My obsessions and compulsions usually started with a somewhat reasonable
worry. Many people with OCD have obsessions that are completely out of
character for the person to have, such as thoughts of harming a parent
or child. The compulsion is meant to relieve the distress that accompanies
an obsession. Often it is a ritual unrelated to the obsession, such as
tapping, counting, saying certain words or praying.
Treatment
of OCD
OCD
is most effectively treated with a combination of behavior therapy and
medications. Studies have shown that a combination of behavior therapy
and medication therapy produce better results than either treatment used
alone. Although more difficult and time consuming, behavior therapy has
demonstrated more lasting results. Relapse is frequent when medication
is withdrawn.
Medication
Therapy
The
medications most commonly used in treating OCD are antidepressants. The
five drugs proven to be useful in OCD treatment are fluvoxamine (Luvox),
fluoxetine (Prozac), sertraline (Zoloft), paroxetine (Paxil), and clomipramine
(Anafranil). Venlafaxine (Effexor) may be effective, but more study is
needed.
Anafranil
is an older medication, a tricyclic antidepressant. It is a serotonin
reuptake inhibitor (SRI), but it is not selective for serotonin; as a
result it has effects on other chemical messengers besides serotonin and
has a wider variety of side effects. The fact that Anafranil was effective
in treating the symptoms of OCD while other tricyclic antidepressants
were not was one of the first important clues to the role of serotonin
in this disease. Luvox, Prozac, Zoloft, and Paxil are selective serotonin
reuptake inhibitors (SSRI's). These medications are not chemically related,
but they all work by inhibiting the reuptake of serotonin. Serotonin is
one of the neurotransmitter chemicals that nerve cells in the brain use
to communicate with each other. These neurotransmitters are active when
they are present in the synaptic cleft between nerve cells. Transmission
is ended when the chemicals are taken back up into the transmitting cell.
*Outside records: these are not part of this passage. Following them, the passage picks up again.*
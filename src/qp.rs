//! Simplex-constrained quadratic programming subproblem

mod splx;
pub use splx::SimplexSmo;

use serde::{Deserialize, Serialize};

/// Column access to a symmetric quadratic term.
pub trait Gram {
    /// Returns the number of live rows/columns.
    fn size(&self) -> usize;
    /// Returns the `i`-th diagonal entry.
    fn diag(&self, i: usize) -> f64;
    /// Writes the first `out.len()` entries of the `j`-th column into `out`.
    fn column(&self, j: usize, out: &mut [f64]);
}

#[derive(Clone, Debug, PartialEq, Serialize, Deserialize)]
/// Possible outcomes of a subproblem solve
pub enum QpStatusCode {
    /// Solve not started
    Initialized,
    /// Solution found (up to defined tolerance)
    Optimal,
    /// Maximum number of steps reached
    MaxSteps,
    /// Step not possible
    NoStepPossible,
}

#[derive(Clone, Debug, Serialize, Deserialize)]
/// Result of a subproblem solve
pub struct QpStatus {
    /// Achieved objective value `0.5 β'Hβ + f'β`
    pub value: f64,
    /// Lower bound on the optimal objective value
    pub dual_value: f64,
    /// Number of conducted steps
    pub steps: usize,
    /// Exit flag
    pub code: QpStatusCode,
}

/// Solver for the subproblem
/// `min 0.5 β'Hβ + f'β` subject to `Σ β_i = c`, `β_i ≥ 0`.
pub trait QpSolver {
    /// Solves the subproblem for the quadratic term given by `gram` and the
    /// linear term `f`, warm-starting from and overwriting `beta`.
    fn solve(&self, gram: &dyn Gram, f: &[f64], c: f64, beta: &mut [f64]) -> QpStatus;
}
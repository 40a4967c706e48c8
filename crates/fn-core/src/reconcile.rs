//! Per-frame reconciliation: re-derive every overlay's screen placement from
//! its anchor and the live transform.
//!
//! A tick is O(overlays) and never does I/O. Failure handling is
//! stale-but-visible throughout: when the transform is missing, a mapping
//! fails, or a computed position looks like a mid-transition artifact, the
//! overlay simply stays where it was.

use crate::anchor::{Anchor, SizeLocks};
use crate::config::{JumpThresholds, ReconcileConfig};
use crate::id::OverlayId;
use crate::mapper::CoordinateMapper;
use crate::resolver::ResolvedTransform;
use kurbo::{Point, Size};

// ─── Overlay state ───────────────────────────────────────────────────────

/// How an overlay's displayed size responds to zoom.
#[derive(Debug, Clone, Copy, PartialEq)]
pub enum Sizing {
    /// Note editors: fixed-layout element scaled by a clamped factor
    /// relative to its baseline size.
    Scaled { base: Size },
    /// Highlight rectangles: width/height follow the projected geometry.
    Exact,
}

/// Where and how an overlay should be drawn.
#[derive(Debug, Clone, Copy, PartialEq)]
pub struct Placement {
    pub top_left: Point,
    /// Displayed size in pixels (after scaling).
    pub size: Size,
    /// CSS scale factor; always 1.0 for `Sizing::Exact`.
    pub scale: f64,
    pub opacity: f64,
}

/// Reconciliation-relevant state carried by one overlay.
#[derive(Debug, Clone, PartialEq)]
pub struct OverlayState {
    pub anchor: Option<Anchor>,
    pub sizing: Sizing,
    /// While set, the reconciler never writes this overlay.
    pub dragging: bool,
    /// Currently displayed top-left.
    pub position: Point,
    /// Last position that passed jump suppression.
    pub last_accepted: Option<Point>,
    /// Last placement handed to the display.
    pub placement: Option<Placement>,
}

impl OverlayState {
    pub fn new(position: Point, sizing: Sizing) -> Self {
        Self {
            anchor: None,
            sizing,
            dragging: false,
            position,
            last_accepted: None,
            placement: None,
        }
    }

    pub fn with_anchor(mut self, anchor: Option<Anchor>) -> Self {
        self.anchor = anchor;
        self
    }

    /// Replace the anchor after a user placement and accept `position` as
    /// the new reference for jump suppression.
    pub fn reanchor(&mut self, anchor: Option<Anchor>, position: Point) {
        self.anchor = anchor;
        self.position = position;
        self.last_accepted = Some(position);
    }
}

// ─── Outcomes ────────────────────────────────────────────────────────────

/// Why a computed position was rejected as an artifact.
#[derive(Debug, Clone, Copy, PartialEq, Eq)]
pub enum JumpKind {
    /// Large move while heavily zoomed out.
    ZoomedOut,
    /// Sudden collapse into the region around the viewport origin.
    CollapsedToOrigin,
}

/// Why an overlay was left at its previous position.
#[derive(Debug, Clone, Copy, PartialEq, Eq)]
pub enum StaleReason {
    TransformUnavailable,
    MappingFailed,
    BadDimensions,
}

#[derive(Debug, Clone, Copy, PartialEq)]
pub enum TickOutcome {
    /// New placement; the display must be updated.
    Placed(Placement),
    /// Accepted, but identical to what is already displayed.
    Unchanged,
    Suppressed(JumpKind),
    Stale(StaleReason),
    Dragging,
    Unanchored,
}

/// Aggregate of one tick over all overlays.
#[derive(Debug, Clone, Default, PartialEq)]
pub struct TickReport {
    /// Overlays whose display must be written, in iteration order.
    pub placed: Vec<(OverlayId, Placement)>,
    pub unchanged: usize,
    pub suppressed: usize,
    pub stale: usize,
    pub dragging: usize,
    pub unanchored: usize,
}

impl TickReport {
    fn record(&mut self, id: OverlayId, outcome: TickOutcome) {
        match outcome {
            TickOutcome::Placed(p) => self.placed.push((id, p)),
            TickOutcome::Unchanged => self.unchanged += 1,
            TickOutcome::Suppressed(_) => self.suppressed += 1,
            TickOutcome::Stale(_) => self.stale += 1,
            TickOutcome::Dragging => self.dragging += 1,
            TickOutcome::Unanchored => self.unanchored += 1,
        }
    }
}

// ─── Reconciler ──────────────────────────────────────────────────────────

#[derive(Debug, Clone, Default)]
pub struct Reconciler {
    config: ReconcileConfig,
}

impl Reconciler {
    pub fn new(config: ReconcileConfig) -> Self {
        Self { config }
    }

    pub fn config(&self) -> &ReconcileConfig {
        &self.config
    }

    pub fn set_config(&mut self, config: ReconcileConfig) {
        self.config = config;
    }

    /// Run one tick over every overlay.
    ///
    /// `transform` must be freshly resolved for this frame.
    pub fn tick<'a>(
        &self,
        transform: Option<&ResolvedTransform>,
        overlays: impl IntoIterator<Item = (OverlayId, &'a mut OverlayState)>,
        locks: &SizeLocks,
    ) -> TickReport {
        let mapper = transform
            .map(CoordinateMapper::from_transform)
            .filter(CoordinateMapper::is_usable);
        let mut report = TickReport::default();
        for (id, state) in overlays {
            let outcome = self.reconcile_one(id, state, mapper.as_ref(), locks);
            report.record(id, outcome);
        }
        if report.suppressed > 0 || report.stale > 0 {
            log::trace!(
                "tick: {} placed, {} suppressed, {} stale",
                report.placed.len(),
                report.suppressed,
                report.stale
            );
        }
        report
    }

    /// Reconcile a single overlay against an already-built mapper.
    pub fn reconcile_one(
        &self,
        id: OverlayId,
        state: &mut OverlayState,
        mapper: Option<&CoordinateMapper>,
        locks: &SizeLocks,
    ) -> TickOutcome {
        if state.dragging {
            return TickOutcome::Dragging;
        }
        let Some(anchor) = state.anchor else {
            return TickOutcome::Unanchored;
        };
        let Some(mapper) = mapper else {
            return TickOutcome::Stale(StaleReason::TransformUnavailable);
        };
        let Some(projection) = anchor.project(mapper) else {
            return TickOutcome::Stale(StaleReason::MappingFailed);
        };

        // Highlights follow the projection as-is.
        let exact = state.sizing == Sizing::Exact;
        let scale = mapper.effective_scale();
        if !exact
            && let Some(prior) = state.last_accepted
            && let Some(kind) = check_jump(&self.config.jump, prior, projection.top_left, scale)
        {
            log::warn!(
                "suppressed {kind:?} jump for {id}: {prior:?} -> {:?} at scale {scale:.3}",
                projection.top_left
            );
            return TickOutcome::Suppressed(kind);
        }

        let size = match (state.sizing, id.note().and_then(|n| locks.get(n))) {
            (Sizing::Scaled { .. }, Some(locked)) => locked,
            _ => projection.size,
        };
        if !exact && !(self.config.dimension_ok(size.width) && self.config.dimension_ok(size.height)) {
            log::trace!("rejecting {id}: projected size {size:?} out of range");
            return TickOutcome::Stale(StaleReason::BadDimensions);
        }

        let placement = self.place(state.sizing, projection.top_left, size);
        state.position = placement.top_left;
        state.last_accepted = Some(placement.top_left);
        if state.placement == Some(placement) {
            return TickOutcome::Unchanged;
        }
        state.placement = Some(placement);
        TickOutcome::Placed(placement)
    }

    fn place(&self, sizing: Sizing, top_left: Point, size: Size) -> Placement {
        match sizing {
            Sizing::Exact => Placement {
                top_left,
                size,
                scale: 1.0,
                opacity: 1.0,
            },
            Sizing::Scaled { base } => {
                let base_w = if base.width > 0.0 { base.width } else { self.config.base_width };
                let base_h = if base.height > 0.0 { base.height } else { self.config.base_height };
                let raw = (size.width / base_w).min(size.height / base_h);
                let scale = self.config.clamp_display_scale(raw);
                let opacity = if scale < self.config.fade_below_scale {
                    self.config.faded_opacity
                } else {
                    1.0
                };
                Placement {
                    top_left,
                    size: Size::new(base_w * scale, base_h * scale),
                    scale,
                    opacity,
                }
            }
        }
    }
}

/// Classify a move from `prior` to `next` as a transient artifact.
pub fn check_jump(
    thresholds: &JumpThresholds,
    prior: Point,
    next: Point,
    scale: f64,
) -> Option<JumpKind> {
    let displacement = prior.distance(next);
    if scale < thresholds.zoomed_out_scale && displacement > thresholds.zoomed_out_max_jump {
        return Some(JumpKind::ZoomedOut);
    }
    let region = thresholds.origin_region;
    let far = thresholds.far_from_origin;
    let near_origin = next.x < region && next.y < region;
    let came_from_afar = prior.x.abs() > far || prior.y.abs() > far;
    if near_origin && came_from_afar && displacement > thresholds.origin_jump {
        return Some(JumpKind::CollapsedToOrigin);
    }
    None
}
//! The one active pointer interaction: dragging an overlay or drawing a
//! highlight rectangle.
//!
//! Exactly one slot exists. Starting a drag while drawing (or the reverse)
//! is refused rather than interleaved.

use fn_core::{OverlayId, Point, Rect};

/// Grab state for an overlay being dragged.
#[derive(Debug, Clone, Copy, PartialEq)]
pub struct DragGrab {
    pub overlay: OverlayId,
    pointer_start: Point,
    origin_start: Point,
}

impl DragGrab {
    /// Overlay top-left for the current pointer, clamped to the viewport
    /// origin.
    pub fn position_for(&self, pointer: Point) -> Point {
        let moved = self.origin_start + (pointer - self.pointer_start);
        Point::new(moved.x.max(0.0), moved.y.max(0.0))
    }
}

/// Rectangle-drawing progress for the editor that asked for it.
#[derive(Debug, Clone, Copy, PartialEq)]
pub struct DrawState {
    pub owner: OverlayId,
    pub start: Option<Point>,
    pub preview: Option<Rect>,
}

#[derive(Debug, Clone, Copy, PartialEq, Default)]
pub enum Interaction {
    #[default]
    Idle,
    Dragging(DragGrab),
    Drawing(DrawState),
}

/// Result of a click while drawing.
#[derive(Debug, Clone, Copy, PartialEq)]
pub enum DrawClick {
    /// First corner placed; preview starts at zero size.
    Started(Point),
    /// Rectangle finalised; drawing mode is over.
    Finished { owner: OverlayId, rect: Rect },
    /// Click landed on an overlay or closed a zero-size rectangle.
    Ignored,
    /// Not drawing.
    Inactive,
}

#[derive(Debug, Default)]
pub struct InteractionSession {
    slot: Interaction,
}

impl InteractionSession {
    pub fn new() -> Self {
        Self::default()
    }

    pub fn current(&self) -> &Interaction {
        &self.slot
    }

    pub fn is_idle(&self) -> bool {
        matches!(self.slot, Interaction::Idle)
    }

    pub fn is_drawing(&self) -> bool {
        matches!(self.slot, Interaction::Drawing(_))
    }

    pub fn dragged(&self) -> Option<OverlayId> {
        match self.slot {
            Interaction::Dragging(grab) => Some(grab.overlay),
            _ => None,
        }
    }

    /// Whether `id` takes part in the active interaction.
    pub fn involves(&self, id: OverlayId) -> bool {
        match self.slot {
            Interaction::Dragging(grab) => grab.overlay == id,
            Interaction::Drawing(draw) => draw.owner == id,
            Interaction::Idle => false,
        }
    }

    // ─── Drag ────────────────────────────────────────────────────────────

    pub fn begin_drag(&mut self, overlay: OverlayId, pointer: Point, origin: Point) -> bool {
        if !self.is_idle() {
            log::debug!("drag of {overlay} refused: {:?} in progress", self.slot);
            return false;
        }
        self.slot = Interaction::Dragging(DragGrab {
            overlay,
            pointer_start: pointer,
            origin_start: origin,
        });
        true
    }

    pub fn drag_to(&self, pointer: Point) -> Option<(OverlayId, Point)> {
        match self.slot {
            Interaction::Dragging(grab) => Some((grab.overlay, grab.position_for(pointer))),
            _ => None,
        }
    }

    pub fn end_drag(&mut self) -> Option<OverlayId> {
        let id = self.dragged()?;
        self.slot = Interaction::Idle;
        Some(id)
    }

    // ─── Drawing ─────────────────────────────────────────────────────────

    /// Enter drawing mode for `owner`. Replaces an earlier drawing; refused
    /// during a drag.
    pub fn start_drawing(&mut self, owner: OverlayId) -> bool {
        match self.slot {
            Interaction::Dragging(_) => return false,
            Interaction::Drawing(prev) => {
                log::debug!("drawing for {} replaced by {owner}", prev.owner);
            }
            Interaction::Idle => {}
        }
        self.slot = Interaction::Drawing(DrawState {
            owner,
            start: None,
            preview: None,
        });
        true
    }

    /// `on_overlay` is the overlay under the click, if any.
    pub fn draw_click(&mut self, at: Point, on_overlay: Option<OverlayId>) -> DrawClick {
        let Interaction::Drawing(draw) = &mut self.slot else {
            return DrawClick::Inactive;
        };
        if on_overlay.is_some() {
            return DrawClick::Ignored;
        }
        let Some(start) = draw.start else {
            draw.start = Some(at);
            draw.preview = Some(Rect::from_points(at, at));
            return DrawClick::Started(at);
        };
        let rect = Rect::from_points(start, at);
        if rect.width() < 1.0 || rect.height() < 1.0 {
            return DrawClick::Ignored;
        }
        let owner = draw.owner;
        self.slot = Interaction::Idle;
        DrawClick::Finished { owner, rect }
    }

    /// Update the preview rectangle. `None` before the first click.
    pub fn draw_move(&mut self, at: Point) -> Option<Rect> {
        let Interaction::Drawing(draw) = &mut self.slot else {
            return None;
        };
        let start = draw.start?;
        let rect = Rect::from_points(start, at);
        draw.preview = Some(rect);
        Some(rect)
    }

    /// Escape: leave drawing mode. Returns whether anything was cancelled.
    pub fn cancel_drawing(&mut self) -> bool {
        if self.is_drawing() {
            self.slot = Interaction::Idle;
            true
        } else {
            false
        }
    }

    /// Drop whatever is active if it involves `id` (the overlay is gone).
    pub fn release(&mut self, id: OverlayId) {
        if self.involves(id) {
            self.slot = Interaction::Idle;
        }
    }
}
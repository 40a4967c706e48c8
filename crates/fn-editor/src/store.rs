//! Remote note store over the relay.
//!
//! Writes are filtered through the object's describe result (only creatable
//! or updatable fields are sent). When the data store still rejects a column,
//! the offending anchor fields are stripped and the write is retried once.

use crate::error::RemoteError;
use crate::proxy::{Method, Proxy, ProxyRequest, ProxyResponse};
use fn_core::record::{anchor_fields, fields};
use fn_core::{Anchor, DiagramId, NoteDraft, NoteId, NoteRecord};
use regex::Regex;
use serde::{Deserialize, Serialize};
use serde_json::{Map, Value};
use smallvec::SmallVec;
use std::cell::RefCell;
use std::collections::HashSet;
use std::rc::Rc;
use std::sync::LazyLock;

static NO_SUCH_COLUMN: LazyLock<Regex> =
    LazyLock::new(|| Regex::new(r"No such column '(\w+)'").expect("valid column regex"));

#[derive(Debug, Clone, PartialEq, Eq, Serialize, Deserialize)]
#[serde(default)]
pub struct StoreConfig {
    pub api_version: String,
    pub object: String,
}

impl Default for StoreConfig {
    fn default() -> Self {
        Self {
            api_version: "v60.0".to_string(),
            object: "FlowNote__c".to_string(),
        }
    }
}

impl StoreConfig {
    fn data_root(&self) -> String {
        format!("/services/data/{}", self.api_version)
    }

    pub fn object_path(&self) -> String {
        format!("{}/sobjects/{}", self.data_root(), self.object)
    }

    pub fn record_path(&self, id: NoteId) -> String {
        format!("{}/{}", self.object_path(), id)
    }

    pub fn describe_path(&self) -> String {
        format!("{}/describe", self.object_path())
    }

    pub fn query_path(&self, soql: &str) -> String {
        let encoded: String = url::form_urlencoded::byte_serialize(soql.as_bytes()).collect();
        format!("{}/query?q={encoded}", self.data_root())
    }
}

/// Escape a value for interpolation into a quoted SOQL literal.
pub fn escape_soql(value: &str) -> String {
    value.replace('\\', "\\\\").replace('\'', "\\'")
}

/// Column names the data store reported as nonexistent.
pub fn rejected_columns(body: &str) -> SmallVec<[String; 4]> {
    NO_SUCH_COLUMN
        .captures_iter(body)
        .filter_map(|c| c.get(1))
        .map(|m| m.as_str().to_string())
        .collect()
}

// ─── Field capabilities ──────────────────────────────────────────────────

#[derive(Debug, Deserialize)]
struct DescribeBody {
    #[serde(default)]
    fields: Vec<DescribeField>,
}

#[derive(Debug, Deserialize)]
struct DescribeField {
    name: String,
    #[serde(default)]
    createable: bool,
    #[serde(default)]
    updateable: bool,
}

#[derive(Debug, Clone, Copy, PartialEq, Eq)]
pub enum WriteKind {
    Create,
    Update,
}

/// Per-field write permissions from the object's describe call.
#[derive(Debug, Clone, Default, PartialEq, Eq)]
pub struct FieldCaps {
    known: HashSet<String>,
    createable: HashSet<String>,
    updateable: HashSet<String>,
}

impl FieldCaps {
    pub fn from_describe(body: &str) -> Option<Self> {
        let parsed: DescribeBody = match serde_json::from_str(body) {
            Ok(d) => d,
            Err(e) => {
                log::warn!("describe response unparsable: {e}");
                return None;
            }
        };
        let mut caps = FieldCaps::default();
        for f in parsed.fields {
            if f.createable {
                caps.createable.insert(f.name.clone());
            }
            if f.updateable {
                caps.updateable.insert(f.name.clone());
            }
            caps.known.insert(f.name);
        }
        Some(caps)
    }

    pub fn exists(&self, field: &str) -> bool {
        self.known.contains(field)
    }

    pub fn allows(&self, field: &str, kind: WriteKind) -> bool {
        match kind {
            WriteKind::Create => self.createable.contains(field),
            WriteKind::Update => self.updateable.contains(field),
        }
    }

    /// Drop fields this write may not carry. Returns the dropped names.
    pub fn filter(&self, payload: &mut Map<String, Value>, kind: WriteKind) -> Vec<String> {
        let mut dropped = Vec::new();
        payload.retain(|name, _| {
            let keep = self.allows(name, kind);
            if !keep {
                dropped.push(name.clone());
            }
            keep
        });
        dropped
    }
}

// ─── Store ───────────────────────────────────────────────────────────────

#[derive(Debug, Deserialize)]
struct CreateResult {
    id: Option<NoteId>,
}

#[derive(Debug, Default, Deserialize)]
struct QueryResult {
    #[serde(default)]
    records: Vec<Value>,
}

pub struct NoteStore<P> {
    proxy: P,
    config: StoreConfig,
    caps: RefCell<Option<Rc<FieldCaps>>>,
}

impl<P: Proxy> NoteStore<P> {
    pub fn new(proxy: P, config: StoreConfig) -> Self {
        Self {
            proxy,
            config,
            caps: RefCell::new(None),
        }
    }

    pub fn config(&self) -> &StoreConfig {
        &self.config
    }

    /// Field capabilities, fetched once per store. A failed describe is not
    /// cached and leaves writes unfiltered.
    pub async fn describe(&self) -> Option<Rc<FieldCaps>> {
        if let Some(caps) = self.caps.borrow().as_ref() {
            return Some(Rc::clone(caps));
        }
        let resp = match self.proxy.send(ProxyRequest::get(self.config.describe_path())).await {
            Ok(r) if r.ok => r,
            Ok(r) => {
                log::warn!("describe failed with HTTP {}", r.status);
                return None;
            }
            Err(e) => {
                log::warn!("describe failed: {e}");
                return None;
            }
        };
        let caps = Rc::new(FieldCaps::from_describe(&resp.body)?);
        *self.caps.borrow_mut() = Some(Rc::clone(&caps));
        Some(caps)
    }

    /// Create a note. Returns the new record id when the response carries
    /// one.
    pub async fn create(&self, draft: &NoteDraft) -> Result<Option<NoteId>, RemoteError> {
        let text = draft.text.trim();
        if text.is_empty() {
            return Err(RemoteError::EmptyText);
        }
        if draft.diagram_id.as_str().is_empty() {
            return Err(RemoteError::MissingDiagramId);
        }
        let mut payload = draft.to_fields();
        payload.insert(fields::TEXT.to_string(), Value::from(text));
        let resp = self
            .write(Method::Post, self.config.object_path(), payload, WriteKind::Create)
            .await?;
        let id = resp
            .json()
            .and_then(|v| serde_json::from_value::<CreateResult>(v).ok())
            .and_then(|r| r.id);
        log::debug!("created note {id:?}");
        Ok(id)
    }

    pub async fn update_text(&self, id: NoteId, text: &str) -> Result<(), RemoteError> {
        let text = text.trim();
        if text.is_empty() {
            return Err(RemoteError::EmptyText);
        }
        let mut payload = Map::new();
        payload.insert(fields::TEXT.to_string(), Value::from(text));
        self.write(Method::Patch, self.config.record_path(id), payload, WriteKind::Update)
            .await
            .map(drop)
    }

    /// Persist a re-captured anchor after a drag.
    pub async fn update_anchor(&self, id: NoteId, anchor: &Anchor) -> Result<(), RemoteError> {
        self.write(
            Method::Patch,
            self.config.record_path(id),
            anchor_fields(anchor),
            WriteKind::Update,
        )
        .await
        .map(drop)
    }

    pub async fn delete(&self, id: NoteId) -> Result<(), RemoteError> {
        let resp = self
            .proxy
            .send(ProxyRequest::delete(self.config.record_path(id)))
            .await?;
        check(resp).map(drop)
    }

    /// All notes of `diagram`, newest first. Malformed bodies and records
    /// without an id are dropped, never fatal.
    pub async fn query(&self, diagram: &DiagramId) -> Result<Vec<NoteRecord>, RemoteError> {
        let caps = self.describe().await;
        let mut columns: Vec<&str> = std::iter::once(fields::ID)
            .chain([fields::DIAGRAM_ID, fields::TEXT, fields::CREATED_DATE])
            .chain(fields::ANCHOR)
            .filter(|c| match &caps {
                Some(caps) if c.ends_with("__c") => caps.exists(c),
                _ => true,
            })
            .collect();

        let mut resp = self.send_query(&columns, diagram).await?;
        if !resp.ok {
            let rejected = rejected_columns(&resp.body);
            let before = columns.len();
            columns.retain(|c| !rejected.iter().any(|r| r == c));
            if columns.len() == before {
                return Err(status_error(&resp));
            }
            log::warn!("query retried without rejected columns {rejected:?}");
            resp = check(self.send_query(&columns, diagram).await?)?;
        }

        let result: QueryResult = resp
            .json()
            .and_then(|v| serde_json::from_value(v).ok())
            .unwrap_or_default();
        let total = result.records.len();
        let records: Vec<NoteRecord> = result
            .records
            .into_iter()
            .filter_map(|v| serde_json::from_value::<NoteRecord>(v).ok())
            .filter(|r| r.id.is_some())
            .collect();
        if records.len() < total {
            log::warn!("dropped {} malformed note records", total - records.len());
        }
        log::debug!("query for {diagram}: {} notes", records.len());
        Ok(records)
    }

    async fn send_query(&self, columns: &[&str], diagram: &DiagramId) -> Result<ProxyResponse, RemoteError> {
        let soql = format!(
            "SELECT {} FROM {} WHERE {} = '{}' ORDER BY {} DESC",
            columns.join(", "),
            self.config.object,
            fields::DIAGRAM_ID,
            escape_soql(diagram.as_str()),
            fields::CREATED_DATE,
        );
        self.proxy
            .send(ProxyRequest::get(self.config.query_path(&soql)))
            .await
    }

    /// Filter, send, and on a rejected-column error strip and retry once.
    async fn write(
        &self,
        method: Method,
        path: String,
        mut payload: Map<String, Value>,
        kind: WriteKind,
    ) -> Result<ProxyResponse, RemoteError> {
        let dropped = match self.describe().await {
            Some(caps) => caps.filter(&mut payload, kind),
            None => Vec::new(),
        };
        if !dropped.is_empty() {
            log::debug!("not writable ({kind:?}): {dropped:?}");
        }
        if payload.is_empty() {
            log::warn!("nothing writable left for {path}");
            return Err(RemoteError::RejectedFields(dropped));
        }

        let resp = self
            .proxy
            .send(ProxyRequest::with_body(&path, method, Value::Object(payload.clone())))
            .await?;
        if resp.ok {
            return Ok(resp);
        }

        let stripped: SmallVec<[String; 4]> = rejected_columns(&resp.body)
            .into_iter()
            .filter(|name| fields::ANCHOR.contains(&name.as_str()))
            .filter(|name| payload.remove(name).is_some())
            .collect();
        if stripped.is_empty() {
            return Err(status_error(&resp));
        }
        log::warn!("retrying {method:?} {path} without {stripped:?}");

        let retry = self
            .proxy
            .send(ProxyRequest::with_body(&path, method, Value::Object(payload)))
            .await?;
        if retry.ok {
            return Ok(retry);
        }
        let still: Vec<String> = rejected_columns(&retry.body).into_vec();
        if still.is_empty() {
            Err(status_error(&retry))
        } else {
            Err(RemoteError::RejectedFields(still))
        }
    }
}

fn check(resp: ProxyResponse) -> Result<ProxyResponse, RemoteError> {
    if resp.ok { Ok(resp) } else { Err(status_error(&resp)) }
}

/// Best human-readable message from an error response: the first
/// `message` of the usual error array, else the raw body.
fn status_error(resp: &ProxyResponse) -> RemoteError {
    let message = resp
        .json()
        .and_then(|v| {
            v.as_array()
                .and_then(|a| a.first())
                .and_then(|e| e.get("message"))
                .and_then(Value::as_str)
                .map(str::to_string)
        })
        .unwrap_or_else(|| resp.body.trim().to_string());
    RemoteError::Status {
        status: resp.status,
        message,
    }
}

#[cfg(test)]
mod tests {
    use super::*;
    use pretty_assertions::assert_eq;

    #[test]
    fn soql_escaping() {
        assert_eq!(escape_soql(r"a'b\c"), r"a\'b\\c");
        assert_eq!(escape_soql("301Ab000"), "301Ab000");
    }

    #[test]
    fn paths() {
        let c = StoreConfig::default();
        assert_eq!(c.object_path(), "/services/data/v60.0/sobjects/FlowNote__c");
        assert_eq!(
            c.record_path(NoteId::intern("a01")),
            "/services/data/v60.0/sobjects/FlowNote__c/a01"
        );
        assert_eq!(c.describe_path(), "/services/data/v60.0/sobjects/FlowNote__c/describe");
        assert_eq!(
            c.query_path("SELECT Id FROM X WHERE Y = 'z'"),
            "/services/data/v60.0/query?q=SELECT+Id+FROM+X+WHERE+Y+%3D+%27z%27"
        );
    }

    #[test]
    fn rejected_column_pattern() {
        let body = r#"[{"message":"\nBRX__c, BRY__c\n ^\nERROR at Row:1:Column:40\nNo such column 'BRX__c' on sobject of type FlowNote__c","errorCode":"INVALID_FIELD"},{"message":"No such column 'BRY__c' on sobject of type FlowNote__c","errorCode":"INVALID_FIELD"}]"#;
        assert_eq!(rejected_columns(body).into_vec(), vec!["BRX__c", "BRY__c"]);
        assert!(rejected_columns("Session expired").is_empty());
    }

    #[test]
    fn caps_filter() {
        let caps = FieldCaps::from_describe(
            r#"{"name":"FlowNote__c","fields":[{"name":"Id","createable":false,"updateable":false},{"name":"NoteText__c","createable":true,"updateable":true},{"name":"FlowId__c","createable":true,"updateable":false}]}"#,
        )
        .unwrap();
        let mut p = Map::new();
        p.insert("NoteText__c".into(), Value::from("x"));
        p.insert("FlowId__c".into(), Value::from("301"));
        p.insert("Top__c".into(), Value::from(1.0));
        let mut update = p.clone();
        assert_eq!(caps.filter(&mut p, WriteKind::Create), vec!["Top__c".to_string()]);
        assert_eq!(p.len(), 2);
        caps.filter(&mut update, WriteKind::Update);
        assert_eq!(update.keys().collect::<Vec<_>>(), vec!["NoteText__c"]);
        assert!(FieldCaps::from_describe("not json").is_none());
    }

    #[test]
    fn status_error_prefers_message() {
        let resp = ProxyResponse {
            ok: false,
            status: 401,
            body: r#"[{"message":"Session expired or invalid","errorCode":"INVALID_SESSION_ID"}]"#.into(),
            content_type: "application/json".into(),
        };
        assert_eq!(
            status_error(&resp),
            RemoteError::Status {
                status: 401,
                message: "Session expired or invalid".into()
            }
        );
    }
}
The SRI's and SSRI's slow the reuptake of serotonin, making it more available
to the receiving cell and prolonging its effect on the brain.
Sometimes
a patient will not respond to the first medication, and will have to try
two or more of the SSRI's before finding one that works for him. Side
effects are common with all of these medications. Rarely, patients taking
any antidepressant can become manic or psychotic, or have seizures. The
SSRI's seem to have less frequent side effects than Anafranil. The nurse
should observe for signs of impaired clotting, such as bruising or nosebleeds,
because serotonin is involved in platelet function.
Seizure
rates are lower and the risk of overdose is lower with the SSRI's than
with Anafranil. They have few anticholinergic side effects and they do
not appear to alter cardiac conduction. Side effects of SSRI's include
weight gain, restlessness, impulsiveness, sleepiness, insomnia, a heightened
sense of energy, headaches, and impaired clotting.
Gastrointestinal
side effects include nausea, abdominal pain, loss of appetite, heartburn,
and diarrhea. Self-injurious behavior and suicidal thoughts have been
reported with fluoxetine. The SSRI's are processed by the liver, and therefore
can interact with other medications metabolized in the liver. This can
cause an elevation of both drugs and increased side effects. This interaction
seems to be more likely to occur with fluoxetine and least likely with
sertraline.
Anafranil
may cause more pronounced side effects including anticholinergic symptoms
such as dry mouth, constipation, excessive sweating and urinary retention.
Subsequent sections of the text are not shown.